What to produce: Whenever a line below mentions the word "exchanged", that line should be copied.

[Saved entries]

⟨

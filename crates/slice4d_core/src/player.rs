//! Player position tracking
//!
//! The player lives in 4D but only ever moves inside the visible section. Its
//! position is continuous so movement animations can carry fractional values
//! (falling, for instance); every grid lookup goes through [`PlayerPositionTracker::rounded`].

use slice4d_math::{Basis, IVec4, PivotAxis, Vec4};

/// Cardinal direction the player faces, in the section's horizontal plane
#[derive(Clone, Copy, Debug, Default, PartialEq, Eq, Hash)]
pub enum Facing {
    #[default]
    PlusForward,
    PlusRight,
    MinusForward,
    MinusRight,
}

/// A 90° turn of the player around the section's up axis
#[derive(Clone, Copy, Debug, PartialEq, Eq, Hash)]
pub enum Turn {
    Left,
    Right,
}

/// One grid step relative to the facing
#[derive(Clone, Copy, Debug, PartialEq, Eq, Hash)]
pub enum Step {
    Forward,
    Backward,
    Left,
    Right,
}

impl Facing {
    /// Facing after a quarter turn
    ///
    /// Turning right goes +forward → +right → -forward → -right.
    pub fn turned(self, turn: Turn) -> Self {
        use Facing::*;
        match (self, turn) {
            (PlusForward, Turn::Right) => PlusRight,
            (PlusRight, Turn::Right) => MinusForward,
            (MinusForward, Turn::Right) => MinusRight,
            (MinusRight, Turn::Right) => PlusForward,
            (PlusForward, Turn::Left) => MinusRight,
            (MinusRight, Turn::Left) => MinusForward,
            (MinusForward, Turn::Left) => PlusRight,
            (PlusRight, Turn::Left) => PlusForward,
        }
    }

    /// Unit direction in the section frame, `[right, up, forward]`
    pub fn direction(self) -> [f32; 3] {
        match self {
            Facing::PlusForward => [0.0, 0.0, 1.0],
            Facing::PlusRight => [1.0, 0.0, 0.0],
            Facing::MinusForward => [0.0, 0.0, -1.0],
            Facing::MinusRight => [-1.0, 0.0, 0.0],
        }
    }

    /// Section axis the facing runs along
    pub fn axis(self) -> PivotAxis {
        match self {
            Facing::PlusForward | Facing::MinusForward => PivotAxis::Forward,
            Facing::PlusRight | Facing::MinusRight => PivotAxis::Right,
        }
    }
}

impl Step {
    /// Section-frame delta of one step taken while facing `facing`
    pub fn delta(self, facing: Facing) -> [f32; 3] {
        match self {
            Step::Forward => facing.direction(),
            Step::Backward => facing.direction().map(|c| -c),
            Step::Right => facing.turned(Turn::Right).direction(),
            Step::Left => facing.turned(Turn::Left).direction(),
        }
    }
}

/// Continuous 4D position of the player plus its facing
#[derive(Clone, Debug, PartialEq)]
pub struct PlayerPositionTracker {
    position: Vec4,
    facing: Facing,
}

impl PlayerPositionTracker {
    /// Start at `position`, facing +forward
    pub fn new(position: Vec4) -> Self {
        Self {
            position,
            facing: Facing::default(),
        }
    }

    #[inline]
    pub fn position(&self) -> Vec4 {
        self.position
    }

    #[inline]
    pub fn facing(&self) -> Facing {
        self.facing
    }

    /// Integer grid coordinate of the player (ties round to even)
    #[inline]
    pub fn rounded(&self) -> IVec4 {
        IVec4::round_from(self.position)
    }

    /// Move by a section-frame delta, returning the 4D delta applied
    ///
    /// The position is accumulated unrounded. The fixed axis never moves.
    pub fn move_by(&mut self, delta: [f32; 3], basis: &Basis) -> Vec4 {
        let delta4 = basis.section_to_world(delta);
        self.position += delta4;
        log::debug!("Player moved by {:?} to {:?}", delta4, self.position);
        delta4
    }

    /// Take one grid step relative to the current facing
    pub fn step(&mut self, step: Step, basis: &Basis) -> Vec4 {
        self.move_by(step.delta(self.facing), basis)
    }

    /// Shift the grid Y coordinate by whole cells
    pub fn vertical_nudge(&mut self, delta: i32) {
        self.position.y += delta as f32;
    }

    /// Turn a quarter turn in place
    pub fn turn(&mut self, turn: Turn) -> Facing {
        self.facing = self.facing.turned(turn);
        self.facing
    }

    /// Place the player somewhere else entirely (level start)
    pub fn reset(&mut self, position: Vec4) {
        self.position = position;
        self.facing = Facing::default();
    }

    /// Grid coordinate of the cell directly ahead of the player
    pub fn cell_ahead(&self, basis: &Basis) -> IVec4 {
        let ahead = basis.section_to_world(self.facing.direction());
        IVec4::round_from(self.position + ahead)
    }
}

#[cfg(test)]
mod tests {
    use super::*;
    use slice4d_math::RotationDirection;

    #[test]
    fn test_move_through_canonical_basis() {
        let mut player = PlayerPositionTracker::new(Vec4::new(1.0, 1.0, 1.0, 2.0));
        let delta = player.move_by([1.0, 0.0, 0.0], &Basis::CANONICAL);
        assert_eq!(delta, Vec4::X);
        assert_eq!(player.position(), Vec4::new(2.0, 1.0, 1.0, 2.0));
    }

    #[test]
    fn test_move_never_touches_fixed_axis() {
        let mut basis = Basis::CANONICAL;
        basis.rotate(PivotAxis::Right, RotationDirection::Positive);
        // forward is now -W, fixed is Z
        let mut player = PlayerPositionTracker::new(Vec4::new(0.0, 0.0, 3.0, 2.0));
        let delta = player.move_by([0.0, 0.0, 1.0], &basis);
        assert_eq!(delta, Vec4::new(0.0, 0.0, 0.0, -1.0));
        assert_eq!(player.position().z, 3.0);
        assert_eq!(player.position().w, 1.0);
    }

    #[test]
    fn test_fractional_accumulation() {
        let mut player = PlayerPositionTracker::new(Vec4::new(0.0, 2.0, 0.0, 0.0));
        player.move_by([0.0, -0.4, 0.0], &Basis::CANONICAL);
        assert!((player.position().y - 1.6).abs() < 1e-6);
        assert_eq!(player.rounded(), IVec4::new(0, 2, 0, 0));
        player.move_by([0.0, -0.4, 0.0], &Basis::CANONICAL);
        assert_eq!(player.rounded(), IVec4::new(0, 1, 0, 0));
    }

    #[test]
    fn test_rounding_ties_to_even() {
        let player = PlayerPositionTracker::new(Vec4::new(0.5, 1.5, 2.5, -0.5));
        assert_eq!(player.rounded(), IVec4::new(0, 2, 2, 0));
    }

    #[test]
    fn test_vertical_nudge() {
        let mut player = PlayerPositionTracker::new(Vec4::new(1.0, 1.25, 0.0, 0.0));
        player.vertical_nudge(-1);
        assert_eq!(player.position().y, 0.25);
        player.vertical_nudge(2);
        assert_eq!(player.rounded().y, 2);
    }

    #[test]
    fn test_turns() {
        let mut facing = Facing::PlusForward;
        for _ in 0..4 {
            facing = facing.turned(Turn::Right);
        }
        assert_eq!(facing, Facing::PlusForward);
        assert_eq!(Facing::PlusForward.turned(Turn::Right), Facing::PlusRight);
        assert_eq!(Facing::PlusForward.turned(Turn::Left), Facing::MinusRight);
        for f in [Facing::PlusForward, Facing::PlusRight, Facing::MinusForward, Facing::MinusRight] {
            assert_eq!(f.turned(Turn::Left).turned(Turn::Right), f);
        }
    }

    #[test]
    fn test_facing_axis_matches_pivot() {
        for f in [Facing::PlusForward, Facing::PlusRight, Facing::MinusForward, Facing::MinusRight] {
            assert_eq!(PivotAxis::from_facing(f.direction()).unwrap(), f.axis());
        }
    }

    #[test]
    fn test_steps_relative_to_facing() {
        let mut player = PlayerPositionTracker::new(Vec4::ZERO);
        player.turn(Turn::Right);
        assert_eq!(player.facing(), Facing::PlusRight);
        player.step(Step::Forward, &Basis::CANONICAL);
        assert_eq!(player.rounded(), IVec4::new(1, 0, 0, 0));
        player.step(Step::Left, &Basis::CANONICAL);
        assert_eq!(player.rounded(), IVec4::new(1, 0, 1, 0));
        player.step(Step::Backward, &Basis::CANONICAL);
        assert_eq!(player.rounded(), IVec4::new(0, 0, 1, 0));
        player.step(Step::Right, &Basis::CANONICAL);
        assert_eq!(player.rounded(), IVec4::new(0, 0, 0, 0));
    }

    #[test]
    fn test_cell_ahead() {
        let player = PlayerPositionTracker::new(Vec4::new(1.0, 0.0, 1.0, 0.0));
        assert_eq!(player.cell_ahead(&Basis::CANONICAL), IVec4::new(1, 0, 2, 0));
    }
}
//! Axis-aligned 4D basis
//!
//! A [`Basis`] selects which 3D hyperplane of the 4D grid is visible. Its four
//! vectors map the section frame onto the grid:
//!
//! - `right` - the section's X direction
//! - `up` - the section's Y direction
//! - `forward` - the section's Z direction
//! - `fixed` - the hidden direction, orthogonal to the visible slice
//!
//! Every vector is a signed canonical unit vector, and the four together cover
//! X, Y, Z and W exactly once. The only way to change a basis is a 90° rotation
//! in the (forward|right, fixed) plane, pivoting on the horizontal axis the
//! player is facing along.

use crate::{Axis, IVec4, Vec4};

/// Horizontal section axis the player faces along, which stays put during a rotation
#[derive(Clone, Copy, Debug, PartialEq, Eq, Hash)]
pub enum PivotAxis {
    /// Facing along `right`: `forward` and `fixed` are exchanged
    Right,
    /// Facing along `forward`: `right` and `fixed` are exchanged
    Forward,
}

impl PivotAxis {
    /// Pick the pivot from a facing direction expressed in the section frame
    ///
    /// `facing` is `[right, up, forward]`. A facing whose right component rounds
    /// to ±1 pivots on `right`; otherwise one whose forward component rounds to
    /// ±1 pivots on `forward`. Anything else is not a cardinal horizontal facing.
    pub fn from_facing(facing: [f32; 3]) -> Result<Self, BasisError> {
        let is_unit = |c: f32| (c.round_ties_even() as i32).abs() == 1;
        if is_unit(facing[0]) {
            Ok(PivotAxis::Right)
        } else if is_unit(facing[2]) {
            Ok(PivotAxis::Forward)
        } else {
            Err(BasisError::InvalidFacing { facing })
        }
    }
}

/// Sign of a 90° hyperplane rotation
#[derive(Clone, Copy, Debug, PartialEq, Eq, Hash)]
pub enum RotationDirection {
    /// +90°
    Positive,
    /// -90°
    Negative,
}

/// Error produced by basis operations
#[derive(Clone, Copy, Debug, PartialEq)]
pub enum BasisError {
    /// The facing direction is aligned with neither `right` nor `forward`
    InvalidFacing {
        /// The rejected facing, `[right, up, forward]`
        facing: [f32; 3],
    },
}

impl std::fmt::Display for BasisError {
    fn fmt(&self, f: &mut std::fmt::Formatter<'_>) -> std::fmt::Result {
        match self {
            BasisError::InvalidFacing { facing } => write!(
                f,
                "Facing ({}, {}, {}) is not aligned with the right or forward axis",
                facing[0], facing[1], facing[2]
            ),
        }
    }
}

impl std::error::Error for BasisError {}

/// The four axis vectors defining the visible 3D slice
#[derive(Clone, Copy, Debug, PartialEq, Eq, Hash)]
pub struct Basis {
    right: IVec4,
    up: IVec4,
    forward: IVec4,
    fixed: IVec4,
}

impl Default for Basis {
    fn default() -> Self {
        Self::CANONICAL
    }
}

impl Basis {
    /// right = X, up = Y, forward = Z, fixed = W
    pub const CANONICAL: Self = Self {
        right: IVec4::X,
        up: IVec4::Y,
        forward: IVec4::Z,
        fixed: IVec4::W,
    };

    /// Build a basis from explicit vectors
    ///
    /// Returns `None` unless the vectors form a signed permutation of the
    /// canonical axes.
    pub fn from_axes(right: IVec4, up: IVec4, forward: IVec4, fixed: IVec4) -> Option<Self> {
        let basis = Self { right, up, forward, fixed };
        basis.is_valid().then_some(basis)
    }

    /// `(right, up, forward, fixed)`
    #[inline]
    pub fn axes(&self) -> (IVec4, IVec4, IVec4, IVec4) {
        (self.right, self.up, self.forward, self.fixed)
    }

    #[inline]
    pub fn right(&self) -> IVec4 {
        self.right
    }

    #[inline]
    pub fn up(&self) -> IVec4 {
        self.up
    }

    #[inline]
    pub fn forward(&self) -> IVec4 {
        self.forward
    }

    #[inline]
    pub fn fixed(&self) -> IVec4 {
        self.fixed
    }

    /// Check the signed-permutation invariant
    ///
    /// Each vector must be a signed unit vector and every canonical axis must
    /// be occupied by exactly one of them.
    pub fn is_valid(&self) -> bool {
        let mut seen = [false; 4];
        for v in [self.right, self.up, self.forward, self.fixed] {
            match v.unit_axis() {
                Some(axis) if !seen[axis.index()] => seen[axis.index()] = true,
                _ => return false,
            }
        }
        true
    }

    /// Rotate 90° in the plane of `fixed` and the non-pivot horizontal axis
    ///
    /// `up` never changes, and neither does the pivot axis.
    ///
    /// | pivot | direction | effect |
    /// |---|---|---|
    /// | right | + | forward ← −fixed, fixed ← old forward |
    /// | right | − | fixed ← −forward, forward ← old fixed |
    /// | forward | + | right ← −fixed, fixed ← old right |
    /// | forward | − | fixed ← −right, right ← old fixed |
    pub fn rotate(&mut self, pivot: PivotAxis, direction: RotationDirection) {
        let swapped = match pivot {
            PivotAxis::Right => &mut self.forward,
            PivotAxis::Forward => &mut self.right,
        };
        let old = *swapped;
        match direction {
            RotationDirection::Positive => {
                *swapped = -self.fixed;
                self.fixed = old;
            }
            RotationDirection::Negative => {
                *swapped = self.fixed;
                self.fixed = -old;
            }
        }
        debug_assert!(self.is_valid());
    }

    /// Rotate around whichever horizontal axis `facing` is aligned with
    ///
    /// On [`BasisError::InvalidFacing`] the basis is left unchanged.
    pub fn rotate_facing(
        &mut self,
        facing: [f32; 3],
        direction: RotationDirection,
    ) -> Result<PivotAxis, BasisError> {
        let pivot = PivotAxis::from_facing(facing)?;
        self.rotate(pivot, direction);
        Ok(pivot)
    }

    /// Map a delta in the section frame (`[right, up, forward]`) into 4D
    ///
    /// The fixed axis never receives any of it.
    #[inline]
    pub fn section_to_world(&self, delta: [f32; 3]) -> Vec4 {
        self.right.as_vec4() * delta[0]
            + self.up.as_vec4() * delta[1]
            + self.forward.as_vec4() * delta[2]
    }

    /// Direction of a canonical axis as seen in the section frame
    ///
    /// Returns `[right, up, forward]` components; all zeros when `axis` is the
    /// fixed (hidden) axis.
    #[inline]
    pub fn project_axis(&self, axis: Axis) -> [i32; 3] {
        [self.right.get(axis), self.up.get(axis), self.forward.get(axis)]
    }

    /// The canonical axis currently hidden from view
    pub fn hidden_axis(&self) -> Axis {
        // is_valid() guarantees fixed is a unit axis vector
        self.fixed.unit_axis().unwrap_or(Axis::W)
    }
}

impl std::fmt::Display for Basis {
    fn fmt(&self, f: &mut std::fmt::Formatter<'_>) -> std::fmt::Result {
        write!(
            f,
            "right={} up={} forward={} fixed={}",
            self.right, self.up, self.forward, self.fixed
        )
    }
}

#[cfg(test)]
mod tests {
    use super::*;

    const PIVOTS: [PivotAxis; 2] = [PivotAxis::Right, PivotAxis::Forward];
    const DIRECTIONS: [RotationDirection; 2] =
        [RotationDirection::Positive, RotationDirection::Negative];

    #[test]
    fn test_canonical_is_valid() {
        assert!(Basis::CANONICAL.is_valid());
        assert_eq!(Basis::default(), Basis::CANONICAL);
    }

    #[test]
    fn test_from_axes_rejects_duplicates() {
        assert!(Basis::from_axes(IVec4::X, IVec4::Y, IVec4::Z, -IVec4::W).is_some());
        assert!(Basis::from_axes(IVec4::X, IVec4::Y, IVec4::Z, -IVec4::X).is_none());
        assert!(Basis::from_axes(IVec4::X, IVec4::Y, IVec4::Z, IVec4::ZERO).is_none());
        assert!(Basis::from_axes(IVec4::X, IVec4::Y, IVec4::Z, IVec4::new(0, 0, 1, 1)).is_none());
    }

    #[test]
    fn test_rotate_right_positive_on_canonical() {
        let mut basis = Basis::CANONICAL;
        basis.rotate(PivotAxis::Right, RotationDirection::Positive);

        assert_eq!(basis.right(), IVec4::X);
        assert_eq!(basis.up(), IVec4::Y);
        assert_eq!(basis.forward(), -IVec4::W);
        assert_eq!(basis.fixed(), IVec4::Z);
    }

    #[test]
    fn test_rotate_table() {
        let start = Basis::CANONICAL;

        let mut b = start;
        b.rotate(PivotAxis::Right, RotationDirection::Negative);
        assert_eq!(b.axes(), (IVec4::X, IVec4::Y, IVec4::W, -IVec4::Z));

        let mut b = start;
        b.rotate(PivotAxis::Forward, RotationDirection::Positive);
        assert_eq!(b.axes(), (-IVec4::W, IVec4::Y, IVec4::Z, IVec4::X));

        let mut b = start;
        b.rotate(PivotAxis::Forward, RotationDirection::Negative);
        assert_eq!(b.axes(), (IVec4::W, IVec4::Y, IVec4::Z, -IVec4::X));
    }

    #[test]
    fn test_rotation_keeps_invariant() {
        // Walk a long sequence of mixed rotations and check after every step
        let mut basis = Basis::CANONICAL;
        for step in 0..64 {
            let pivot = PIVOTS[step % 2];
            let direction = DIRECTIONS[(step / 3) % 2];
            basis.rotate(pivot, direction);
            assert!(basis.is_valid(), "invalid after step {}: {}", step, basis);
        }
    }

    #[test]
    fn test_inverse_law() {
        let mut start = Basis::CANONICAL;
        start.rotate(PivotAxis::Forward, RotationDirection::Positive);
        for pivot in PIVOTS {
            for direction in DIRECTIONS {
                let mut basis = start;
                basis.rotate(pivot, direction);
                assert_ne!(basis, start);
                let back = match direction {
                    RotationDirection::Positive => RotationDirection::Negative,
                    RotationDirection::Negative => RotationDirection::Positive,
                };
                basis.rotate(pivot, back);
                assert_eq!(basis, start);
            }
        }
    }

    #[test]
    fn test_four_rotations_are_identity() {
        for pivot in PIVOTS {
            for direction in DIRECTIONS {
                let mut basis = Basis::CANONICAL;
                for _ in 0..4 {
                    basis.rotate(pivot, direction);
                }
                assert_eq!(basis, Basis::CANONICAL);
            }
        }
    }

    #[test]
    fn test_pivot_from_facing() {
        assert_eq!(PivotAxis::from_facing([1.0, 0.0, 0.0]), Ok(PivotAxis::Right));
        assert_eq!(PivotAxis::from_facing([-0.9999, 0.0, 0.0001]), Ok(PivotAxis::Right));
        assert_eq!(PivotAxis::from_facing([0.0, 0.0, -1.0]), Ok(PivotAxis::Forward));
        assert!(PivotAxis::from_facing([0.0, 1.0, 0.0]).is_err());
        assert!(PivotAxis::from_facing([0.3, 0.0, 0.3]).is_err());
    }

    #[test]
    fn test_rotate_facing_invalid_leaves_basis_unchanged() {
        let mut basis = Basis::CANONICAL;
        let err = basis
            .rotate_facing([0.0, -1.0, 0.0], RotationDirection::Positive)
            .unwrap_err();
        assert!(matches!(err, BasisError::InvalidFacing { .. }));
        assert_eq!(basis, Basis::CANONICAL);
        assert!(format!("{}", err).contains("not aligned"));
    }

    #[test]
    fn test_rotate_facing_picks_pivot() {
        let mut basis = Basis::CANONICAL;
        let pivot = basis
            .rotate_facing([0.0, 0.0, 1.0], RotationDirection::Negative)
            .unwrap();
        assert_eq!(pivot, PivotAxis::Forward);
        assert_eq!(basis.right(), IVec4::W);
        assert_eq!(basis.forward(), IVec4::Z);
    }

    #[test]
    fn test_section_to_world() {
        let mut basis = Basis::CANONICAL;
        basis.rotate(PivotAxis::Right, RotationDirection::Positive);
        // forward is now -W
        let delta = basis.section_to_world([1.0, -0.5, 1.0]);
        assert_eq!(delta, Vec4::new(1.0, -0.5, 0.0, -1.0));
    }

    #[test]
    fn test_project_axis_and_hidden_axis() {
        let mut basis = Basis::CANONICAL;
        basis.rotate(PivotAxis::Forward, RotationDirection::Positive);
        // right = -W, fixed = X
        assert_eq!(basis.hidden_axis(), Axis::X);
        assert_eq!(basis.project_axis(Axis::X), [0, 0, 0]);
        assert_eq!(basis.project_axis(Axis::W), [-1, 0, 0]);
        assert_eq!(basis.project_axis(Axis::Z), [0, 0, 1]);
    }
}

⟩

Task output:
    /// Facing along `right`: `forward` and `fixed` are exchanged
    /// Facing along `forward`: `right` and `fixed` are exchanged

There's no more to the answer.